“Let all who view th’ instructive scene,
And patronize the plan,
Give thanks to Gloucester’s honest Dean,
For, Tucker, thou’rt the man.”[465]
In a better spirit, and with affecting earnestness, John Cartwright, once of the Royal Navy, and known as Major from his rank in the Nottinghamshire Militia, followed the Dean, in 1774, with a series of letters collected in a pamphlet entitled “American Independence the Interest and Glory of Great Britain,” where he insists upon separation, and thenceforward a friendly league, “that the true and lasting welfare of both countries can be promoted.”[466] In enforcing his conclusion the author says: “When we talk of asserting our sovereignty over the Americans, do we foresee to what fatal lengths it will carry us? Are not those nations increasing with astonishing rapidity? Must they not, in the nature of things, cover in a few ages that immense continent like a swarm of bees?”[467] Then again: “We may, indeed, by means of fleets and armies, maintain a precarious tyranny over the Americans for a while; but the most shallow politicians must foresee what this would end in.”[468] Then, in reply to the Dean: “’Tis a pity so able a writer had not discovered that the Americans have a right to choose their own governors, and thence enforced the necessity of his proposed separation as a religious duty, no less than a measure of national policy.”[469] Cartwright continued at home the conflicts of principle involved in our War of Independence, and became an English Reformer. Honor to his name!
DAVID HARTLEY, 1775, 1776, 1777, 1785.
Another English friend was David Hartley. He was constant and even pertinacious on our side, although less prophetic than Pownall, with whom he coöperated in purpose and activity. His father was Hartley the metaphysician, and author of the ingenious theory of sensation, who predicted the fate of existing governments and hierarchies in two simple sentences: “It is probable that all the present Civil Governments will be overturned”; “It is probable that the present forms of Church Government will be dissolved.”[470] Many were alarmed. Lady Charlotte Wentworth asked the prophet when these terrible things would happen. The answer was: “I am an old man, and shall not live to see them; but you are a young woman, and probably will see them.”[471]

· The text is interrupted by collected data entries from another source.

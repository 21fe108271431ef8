//! HTTP request and response types shared by every transport.
//!
//! # Design
//! `HttpRequest` is plain data: the verb wrapper builds it and a `Transport`
//! executes it. `HttpResponse` is what comes back. Its body is read lazily
//! and memoised, so the logging layer can peek at an error body and the
//! caller still gets the same bytes afterwards. A failed read is memoised
//! too; every later reader sees the same `ApiError::Body`.

use std::fmt;

use async_trait::async_trait;
use bytes::Bytes;
use serde::de::DeserializeOwned;
use tokio::sync::Mutex;

use crate::error::ApiError;

/// HTTP method for a request.
#[derive(Debug, Clone, Copy, PartialEq, Eq, Hash)]
pub enum HttpMethod {
    Get,
    Post,
    Put,
    Delete,
}

impl HttpMethod {
    pub fn as_str(self) -> &'static str {
        match self {
            HttpMethod::Get => "GET",
            HttpMethod::Post => "POST",
            HttpMethod::Put => "PUT",
            HttpMethod::Delete => "DELETE",
        }
    }
}

impl fmt::Display for HttpMethod {
    fn fmt(&self, f: &mut fmt::Formatter<'_>) -> fmt::Result {
        f.write_str(self.as_str())
    }
}

impl From<HttpMethod> for reqwest::Method {
    fn from(method: HttpMethod) -> Self {
        match method {
            HttpMethod::Get => reqwest::Method::GET,
            HttpMethod::Post => reqwest::Method::POST,
            HttpMethod::Put => reqwest::Method::PUT,
            HttpMethod::Delete => reqwest::Method::DELETE,
        }
    }
}

/// An HTTP request described as plain data.
///
/// `path` is relative to the transport's base URL and already has every
/// identifier and query parameter substituted, e.g. `/api/users?page=2`.
#[derive(Debug, Clone, PartialEq, Eq)]
pub struct HttpRequest {
    pub method: HttpMethod,
    pub path: String,
    pub headers: Vec<(String, String)>,
    pub body: Option<String>,
}

/// Something that can produce a response body exactly once.
#[async_trait]
pub trait BodySource: Send {
    async fn read(self: Box<Self>) -> Result<Bytes, ApiError>;
}

#[async_trait]
impl BodySource for Bytes {
    async fn read(self: Box<Self>) -> Result<Bytes, ApiError> {
        Ok(*self)
    }
}

#[async_trait]
impl BodySource for reqwest::Response {
    async fn read(self: Box<Self>) -> Result<Bytes, ApiError> {
        self.bytes().await.map_err(|e| ApiError::Body(e.to_string()))
    }
}

enum BodyState {
    Unread(Box<dyn BodySource>),
    Read(Bytes),
    Failed(String),
    /// Only observable if a reader was cancelled mid-read.
    Lost,
}

/// A completed HTTP exchange, whatever its status.
pub struct HttpResponse {
    status: u16,
    status_text: String,
    headers: Vec<(String, String)>,
    url: String,
    body: Mutex<BodyState>,
}

impl fmt::Debug for HttpResponse {
    fn fmt(&self, f: &mut fmt::Formatter<'_>) -> fmt::Result {
        f.debug_struct("HttpResponse")
            .field("status", &self.status)
            .field("status_text", &self.status_text)
            .field("headers", &self.headers)
            .field("url", &self.url)
            .finish_non_exhaustive()
    }
}

impl HttpResponse {
    pub fn new(
        status: u16,
        status_text: &str,
        headers: Vec<(String, String)>,
        url: &str,
        body: impl BodySource + 'static,
    ) -> Self {
        Self {
            status,
            status_text: status_text.to_string(),
            headers,
            url: url.to_string(),
            body: Mutex::new(BodyState::Unread(Box::new(body))),
        }
    }

    /// Wraps a `reqwest::Response` without touching its body.
    pub fn from_reqwest(response: reqwest::Response) -> Self {
        let status = response.status();
        let headers = response
            .headers()
            .iter()
            .filter_map(|(name, value)| {
                value
                    .to_str()
                    .ok()
                    .map(|v| (name.as_str().to_string(), v.to_string()))
            })
            .collect();
        let url = response.url().to_string();
        Self::new(
            status.as_u16(),
            status.canonical_reason().unwrap_or(""),
            headers,
            &url,
            response,
        )
    }

    pub fn status(&self) -> u16 {
        self.status
    }

    pub fn status_text(&self) -> &str {
        &self.status_text
    }

    /// True for 2xx and 3xx statuses.
    pub fn ok(&self) -> bool {
        (200..400).contains(&self.status)
    }

    pub fn headers(&self) -> &[(String, String)] {
        &self.headers
    }

    /// First header named `name`, compared case-insensitively.
    pub fn header(&self, name: &str) -> Option<&str> {
        self.headers
            .iter()
            .find(|(k, _)| k.eq_ignore_ascii_case(name))
            .map(|(_, v)| v.as_str())
    }

    pub fn url(&self) -> &str {
        &self.url
    }

    /// Raw body bytes. The first call reads from the transport; later calls
    /// return the memoised result.
    pub async fn body(&self) -> Result<Bytes, ApiError> {
        let mut state = self.body.lock().await;
        match std::mem::replace(&mut *state, BodyState::Lost) {
            BodyState::Unread(source) => match source.read().await {
                Ok(bytes) => {
                    *state = BodyState::Read(bytes.clone());
                    Ok(bytes)
                }
                Err(e) => {
                    let message = e.to_string();
                    *state = BodyState::Failed(message.clone());
                    Err(ApiError::Body(message))
                }
            },
            BodyState::Read(bytes) => {
                *state = BodyState::Read(bytes.clone());
                Ok(bytes)
            }
            BodyState::Failed(message) => {
                *state = BodyState::Failed(message.clone());
                Err(ApiError::Body(message))
            }
            BodyState::Lost => Err(ApiError::Body("body read was interrupted".to_string())),
        }
    }

    pub async fn text(&self) -> Result<String, ApiError> {
        let bytes = self.body().await?;
        Ok(String::from_utf8_lossy(&bytes).into_owned())
    }

    pub async fn json<T: DeserializeOwned>(&self) -> Result<T, ApiError> {
        let bytes = self.body().await?;
        serde_json::from_slice(&bytes).map_err(|e| ApiError::Deserialization(e.to_string()))
    }
}
//! Connection settings consumed by `RequestContext`.
//!
//! Values are plain data; where they come from is up to the caller.
//! `from_env` covers the common case of a CI job exporting a few variables.

use std::collections::BTreeMap;
use std::time::Duration;

use serde::{Deserialize, Serialize};

use crate::error::ApiError;

pub const DEFAULT_BASE_URL: &str = "https://reqres.in";
pub const DEFAULT_API_KEY: &str = "reqres-free-v1";
pub const DEFAULT_TIMEOUT_MS: u64 = 30_000;

pub const ENV_BASE_URL: &str = "REQRES_BASE_URL";
pub const ENV_API_KEY: &str = "REQRES_API_KEY";
pub const ENV_TIMEOUT_MS: &str = "REQRES_TIMEOUT_MS";

/// Base URL, default headers and per-request timeout for one transport.
#[derive(Debug, Clone, PartialEq, Eq, Serialize, Deserialize)]
pub struct ClientConfig {
    pub base_url: String,
    #[serde(default)]
    pub default_headers: BTreeMap<String, String>,
    #[serde(default = "default_timeout_ms")]
    pub timeout_ms: u64,
}

fn default_timeout_ms() -> u64 {
    DEFAULT_TIMEOUT_MS
}

impl Default for ClientConfig {
    fn default() -> Self {
        Self::new(DEFAULT_BASE_URL)
            .with_header("Content-Type", "application/json")
            .with_header("x-api-key", DEFAULT_API_KEY)
    }
}

impl ClientConfig {
    /// A config with no default headers and the default timeout.
    pub fn new(base_url: &str) -> Self {
        Self {
            base_url: base_url.trim_end_matches('/').to_string(),
            default_headers: BTreeMap::new(),
            timeout_ms: DEFAULT_TIMEOUT_MS,
        }
    }

    pub fn with_header(mut self, name: &str, value: &str) -> Self {
        self.default_headers.insert(name.to_string(), value.to_string());
        self
    }

    pub fn with_timeout(mut self, timeout: Duration) -> Self {
        self.timeout_ms = u64::try_from(timeout.as_millis()).unwrap_or(u64::MAX);
        self
    }

    pub fn timeout(&self) -> Duration {
        Duration::from_millis(self.timeout_ms)
    }

    /// Defaults overridden by `REQRES_BASE_URL`, `REQRES_API_KEY` and
    /// `REQRES_TIMEOUT_MS` when they are set.
    pub fn from_env() -> Result<Self, ApiError> {
        Self::from_lookup(|key| std::env::var(key).ok())
    }

    /// Same as `from_env`, reading variables through `lookup`.
    pub fn from_lookup<F>(lookup: F) -> Result<Self, ApiError>
    where
        F: Fn(&str) -> Option<String>,
    {
        let mut config = Self::default();
        if let Some(url) = lookup(ENV_BASE_URL) {
            config.base_url = url.trim_end_matches('/').to_string();
        }
        if let Some(key) = lookup(ENV_API_KEY) {
            config.default_headers.insert("x-api-key".to_string(), key);
        }
        if let Some(raw) = lookup(ENV_TIMEOUT_MS) {
            config.timeout_ms = raw.trim().parse().map_err(|_| {
                ApiError::InvalidConfig(format!("{ENV_TIMEOUT_MS} is not a number: {raw:?}"))
            })?;
        }
        Ok(config)
    }
}
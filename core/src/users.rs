//! Client for the `/api/users` resource.

use std::fmt::Display;

use crate::client::BaseApiClient;
use crate::error::ApiError;
use crate::http::HttpResponse;
use crate::types::{CreateUser, UpdateUser};

/// One method per remote user operation. Responses are returned as-is.
#[derive(Debug, Clone)]
pub struct UserClient {
    api: BaseApiClient,
}

impl UserClient {
    pub fn new(api: BaseApiClient) -> Self {
        Self { api }
    }

    /// `GET /api/users/{id}`
    pub async fn get_user(&self, id: impl Display) -> Result<HttpResponse, ApiError> {
        self.api.get(&format!("/api/users/{id}")).await
    }

    /// `POST /api/users`
    pub async fn create_user(&self, user: &CreateUser) -> Result<HttpResponse, ApiError> {
        self.api.post("/api/users", Some(user)).await
    }

    /// `PUT /api/users/{id}`
    pub async fn update_user(
        &self,
        id: impl Display,
        user: &UpdateUser,
    ) -> Result<HttpResponse, ApiError> {
        self.api.put(&format!("/api/users/{id}"), Some(user)).await
    }

    /// `DELETE /api/users/{id}`
    pub async fn delete_user(&self, id: impl Display) -> Result<HttpResponse, ApiError> {
        self.api.delete(&format!("/api/users/{id}")).await
    }

    /// `GET /api/users?page={page}`
    pub async fn list_users(&self, page: u32) -> Result<HttpResponse, ApiError> {
        self.api.get(&format!("/api/users?page={page}")).await
    }
}
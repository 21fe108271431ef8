//! The seam between the client layer and the network.
//!
//! `Transport` executes an `HttpRequest`; `Connector` builds a transport
//! from a `ClientConfig`. `RequestContext` owns the connector and hands out
//! the single `TransportHandle` it produced.

use std::sync::{Arc, PoisonError, RwLock};

use async_trait::async_trait;
use reqwest::header::{HeaderMap, HeaderName, HeaderValue};

use crate::config::ClientConfig;
use crate::error::ApiError;
use crate::http::{HttpRequest, HttpResponse};

/// Executes HTTP requests. Implementations must be shareable across any
/// number of concurrent in-flight calls.
#[async_trait]
pub trait Transport: Send + Sync {
    /// Issue `request` and return the response, whatever its status.
    /// Errors mean the call could not complete.
    async fn send(&self, request: HttpRequest) -> Result<HttpResponse, ApiError>;

    /// Release held resources. Called once by `RequestContext::dispose`.
    async fn dispose(&self) {}
}

/// Shared handle to the context's transport.
pub type TransportHandle = Arc<dyn Transport>;

/// Builds a transport from configuration.
#[async_trait]
pub trait Connector: Send + Sync {
    async fn connect(&self, config: &ClientConfig) -> Result<TransportHandle, ApiError>;
}

/// `Transport` backed by a pooled `reqwest::Client`.
///
/// `dispose` drops the client, which closes its idle pooled connections
/// once the calls still in flight have finished with their clones.
#[derive(Debug)]
pub struct ReqwestTransport {
    client: RwLock<Option<reqwest::Client>>,
    base_url: String,
}

impl ReqwestTransport {
    /// Applies the config's default headers and timeout to every request.
    pub fn new(config: &ClientConfig) -> Result<Self, ApiError> {
        let client = reqwest::Client::builder()
            .default_headers(header_map(&config.default_headers)?)
            .timeout(config.timeout())
            .build()?;
        Ok(Self {
            client: RwLock::new(Some(client)),
            base_url: config.base_url.trim_end_matches('/').to_string(),
        })
    }

    pub fn base_url(&self) -> &str {
        &self.base_url
    }

    pub fn is_disposed(&self) -> bool {
        self.client
            .read()
            .unwrap_or_else(PoisonError::into_inner)
            .is_none()
    }

    fn client(&self) -> Option<reqwest::Client> {
        self.client
            .read()
            .unwrap_or_else(PoisonError::into_inner)
            .clone()
    }
}

fn header_map<'a, I>(headers: I) -> Result<HeaderMap, ApiError>
where
    I: IntoIterator<Item = (&'a String, &'a String)>,
{
    let mut map = HeaderMap::new();
    for (name, value) in headers {
        let name = HeaderName::from_bytes(name.as_bytes())
            .map_err(|e| ApiError::InvalidConfig(format!("header name {name:?}: {e}")))?;
        let value = HeaderValue::from_str(value)
            .map_err(|e| ApiError::InvalidConfig(format!("header {name}: {e}")))?;
        map.insert(name, value);
    }
    Ok(map)
}

#[async_trait]
impl Transport for ReqwestTransport {
    async fn send(&self, request: HttpRequest) -> Result<HttpResponse, ApiError> {
        let client = self.client().ok_or(ApiError::Disposed)?;
        let url = format!("{}{}", self.base_url, request.path);
        let mut builder = client.request(request.method.into(), url);
        for (name, value) in &request.headers {
            builder = builder.header(name.as_str(), value.as_str());
        }
        if let Some(body) = request.body {
            builder = builder.body(body);
        }
        let response = builder.send().await?;
        Ok(HttpResponse::from_reqwest(response))
    }

    async fn dispose(&self) {
        self.client
            .write()
            .unwrap_or_else(PoisonError::into_inner)
            .take();
    }
}

/// Default connector: one `ReqwestTransport` per connect.
#[derive(Debug, Clone, Copy, Default)]
pub struct ReqwestConnector;

#[async_trait]
impl Connector for ReqwestConnector {
    async fn connect(&self, config: &ClientConfig) -> Result<TransportHandle, ApiError> {
        Ok(Arc::new(ReqwestTransport::new(config)?))
    }
}

#[cfg(test)]
mod tests {
    use super::*;
    use crate::http::HttpMethod;

    #[test]
    fn new_strips_trailing_slash() {
        let transport = ReqwestTransport::new(&ClientConfig::new("http://localhost:3000/")).unwrap();
        assert_eq!(transport.base_url(), "http://localhost:3000");
        assert!(!transport.is_disposed());
    }

    #[test]
    fn invalid_header_name_is_rejected() {
        let config = ClientConfig::new("http://localhost").with_header("bad header", "x");
        let err = ReqwestTransport::new(&config).unwrap_err();
        assert!(matches!(err, ApiError::InvalidConfig(_)));
    }

    #[test]
    fn invalid_header_value_is_rejected() {
        let config = ClientConfig::new("http://localhost").with_header("x-api-key", "line\nbreak");
        let err = ReqwestTransport::new(&config).unwrap_err();
        assert!(matches!(err, ApiError::InvalidConfig(_)));
    }

    #[tokio::test]
    async fn disposed_transport_refuses_to_send() {
        let transport = ReqwestTransport::new(&ClientConfig::new("http://127.0.0.1:9")).unwrap();
        transport.dispose().await;
        assert!(transport.is_disposed());
        let err = transport
            .send(HttpRequest {
                method: HttpMethod::Get,
                path: "/api/users/2".to_string(),
                headers: Vec::new(),
                body: None,
            })
            .await
            .unwrap_err();
        assert!(matches!(err, ApiError::Disposed));
    }

    #[tokio::test]
    async fn connector_builds_a_fresh_transport_each_time() {
        let config = ClientConfig::default();
        let a = ReqwestConnector.connect(&config).await.unwrap();
        let b = ReqwestConnector.connect(&config).await.unwrap();
        assert!(!Arc::ptr_eq(&a, &b));
    }
}
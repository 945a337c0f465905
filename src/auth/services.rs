use tracing::{info, warn};

use super::{
    dto::{AuthResponse, LoginRequest, PublicUser, RegisterRequest, UpdateProfileRequest},
    password::{hash_password, verify_password},
    repo_types::{Account, NewAccount, ProfileUpdate},
};
use crate::{
    db::{StoreError, UniqueKey},
    error::ApiError,
    state::AppState,
    validation::{check_len, check_optional_len, is_valid_email, non_blank},
};

const INVALID_CREDENTIALS: &str = "Invalid credentials";
const EMAIL_IN_USE: &str = "Email already in use";

fn validate_email(email: &str) -> Result<(), ApiError> {
    if !is_valid_email(email) {
        return Err(ApiError::validation("Invalid email"));
    }
    check_len("Email", email, 0, 100)
}

fn validate_names(first: Option<&str>, last: Option<&str>) -> Result<(), ApiError> {
    check_optional_len("First name", first, 50)?;
    check_optional_len("Last name", last, 50)
}

fn issue(state: &AppState, account: Account) -> Result<AuthResponse, ApiError> {
    let token = state
        .jwt
        .sign(account.id, &account.username, &account.email)?;
    Ok(AuthResponse {
        token,
        user: account.into(),
    })
}

pub async fn register(state: &AppState, req: RegisterRequest) -> Result<AuthResponse, ApiError> {
    let username = req.username.trim().to_string();
    let email = req.email.trim().to_lowercase();
    let first_name = non_blank(req.first_name);
    let last_name = non_blank(req.last_name);

    check_len("Username", &username, 3, 50)?;
    validate_email(&email)?;
    check_len("Password", &req.password, 6, 100)?;
    validate_names(first_name.as_deref(), last_name.as_deref())?;

    if state.accounts.username_exists(&username).await? {
        warn!(%username, "username already taken");
        return Err(ApiError::Conflict("Username already taken".into()));
    }
    if state.accounts.email_exists(&email).await? {
        warn!(%email, "email already registered");
        return Err(ApiError::Conflict("Email already registered".into()));
    }

    let password_hash = hash_password(&req.password)?;

    // The unique constraints still decide a race between two registrations.
    let account = state
        .accounts
        .create(NewAccount {
            username,
            email,
            password_hash,
            first_name,
            last_name,
        })
        .await?;

    info!(account_id = account.id, username = %account.username, "account registered");
    issue(state, account)
}

pub async fn login(state: &AppState, req: LoginRequest) -> Result<AuthResponse, ApiError> {
    let identifier = req.username_or_email.trim();
    if identifier.is_empty() || req.password.is_empty() {
        return Err(ApiError::validation(
            "Username or email and password are required",
        ));
    }

    let Some(account) = state.accounts.find_by_login(identifier).await? else {
        warn!(%identifier, "login for unknown account");
        return Err(ApiError::unauthorized(INVALID_CREDENTIALS));
    };

    if !verify_password(&req.password, &account.password_hash) {
        warn!(account_id = account.id, "login with invalid password");
        return Err(ApiError::unauthorized(INVALID_CREDENTIALS));
    }

    let account = state
        .accounts
        .record_login(account.id)
        .await?
        .unwrap_or(account);

    info!(account_id = account.id, username = %account.username, "account logged in");
    issue(state, account)
}

pub async fn profile(state: &AppState, account_id: i64) -> Result<PublicUser, ApiError> {
    state
        .accounts
        .find_by_id(account_id)
        .await?
        .map(PublicUser::from)
        .ok_or_else(|| ApiError::not_found("User not found"))
}

/// A profile update that loses the race for an email reports the same
/// conflict as the pre-check.
fn profile_conflict(err: StoreError) -> ApiError {
    match err {
        StoreError::Duplicate(UniqueKey::Email) => ApiError::Conflict(EMAIL_IN_USE.into()),
        other => other.into(),
    }
}

pub async fn update_profile(
    state: &AppState,
    account_id: i64,
    req: UpdateProfileRequest,
) -> Result<PublicUser, ApiError> {
    let new_email = non_blank(req.email).map(|e| e.to_lowercase());
    if let Some(email) = &new_email {
        validate_email(email)?;
    }
    // A provided name replaces the stored one; blank clears it.
    let first_name = req.first_name.map(|v| non_blank(Some(v)));
    let last_name = req.last_name.map(|v| non_blank(Some(v)));
    validate_names(
        first_name.as_ref().and_then(|v| v.as_deref()),
        last_name.as_ref().and_then(|v| v.as_deref()),
    )?;

    let current = state
        .accounts
        .find_by_id(account_id)
        .await?
        .ok_or_else(|| ApiError::not_found("User not found"))?;

    let email = match new_email {
        Some(email) if email != current.email => {
            if state.accounts.email_exists(&email).await? {
                warn!(account_id, %email, "email already in use");
                return Err(ApiError::Conflict(EMAIL_IN_USE.into()));
            }
            email
        }
        _ => current.email.clone(),
    };

    let update = ProfileUpdate {
        email,
        first_name: first_name.unwrap_or(current.first_name),
        last_name: last_name.unwrap_or(current.last_name),
    };

    let account = state
        .accounts
        .update_profile(account_id, update)
        .await
        .map_err(profile_conflict)?
        .ok_or_else(|| ApiError::not_found("User not found"))?;

    info!(account_id, "profile updated");
    Ok(account.into())
}
use axum::{
    extract::State,
    routing::{get, post},
    Json, Router,
};
use tracing::instrument;

use super::{
    dto::{AuthResponse, LoginRequest, PublicUser, RegisterRequest, UpdateProfileRequest},
    extractors::AuthUser,
    services,
};
use crate::{error::ApiError, extract::ValidJson, state::AppState};

pub fn auth_routes() -> Router<AppState> {
    Router::new()
        .route("/auth/register", post(register))
        .route("/auth/login", post(login))
}

pub fn me_routes() -> Router<AppState> {
    Router::new().route("/auth/me", get(get_me).put(update_me))
}

#[instrument(skip(state, payload))]
pub async fn register(
    State(state): State<AppState>,
    ValidJson(payload): ValidJson<RegisterRequest>,
) -> Result<Json<AuthResponse>, ApiError> {
    services::register(&state, payload).await.map(Json)
}

#[instrument(skip(state, payload))]
pub async fn login(
    State(state): State<AppState>,
    ValidJson(payload): ValidJson<LoginRequest>,
) -> Result<Json<AuthResponse>, ApiError> {
    services::login(&state, payload).await.map(Json)
}

#[instrument(skip(state))]
pub async fn get_me(
    State(state): State<AppState>,
    AuthUser(account_id): AuthUser,
) -> Result<Json<PublicUser>, ApiError> {
    services::profile(&state, account_id).await.map(Json)
}

#[instrument(skip(state, payload))]
pub async fn update_me(
    State(state): State<AppState>,
    AuthUser(account_id): AuthUser,
    ValidJson(payload): ValidJson<UpdateProfileRequest>,
) -> Result<Json<PublicUser>, ApiError> {
    services::update_profile(&state, account_id, payload)
        .await
        .map(Json)
}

The son was born in 1729, and died at Bath in 1813. During our Revolution he sat in Parliament for Kingston-upon-Hull. He was also the British plenipotentiary in negotiating the Definitive Treaty of Peace with the United States. He has dropped out of sight. The biographical dictionaries afford him a few lines only. But he deserves a considerable place in the history of our Independence.
John Adams was often austere, and sometimes cynical, in his judgments. Evidently he did not like Hartley. In one place he speaks of him as “a person of consummate vanity”;[472] then, as “talkative and disputatious, and not always intelligible”;[473] and in still another place remarks, “Mr. Hartley was as copious as usual;”[474] and when appointed to sign the Definitive Treaty, “It would have been more agreeable to have finished with Mr. Oswald.”[475] And yet, when writing most elaborately to the Comte de Vergennes on the state of affairs previous to the final campaign, he introduces opinions of Hartley at length, saying that he was “more for peace than any man in the kingdom.”[476] Such testimony may well outweigh the other expressions, especially as nothing of the kind appears in the correspondence of Franklin, with whom Hartley was much more intimate.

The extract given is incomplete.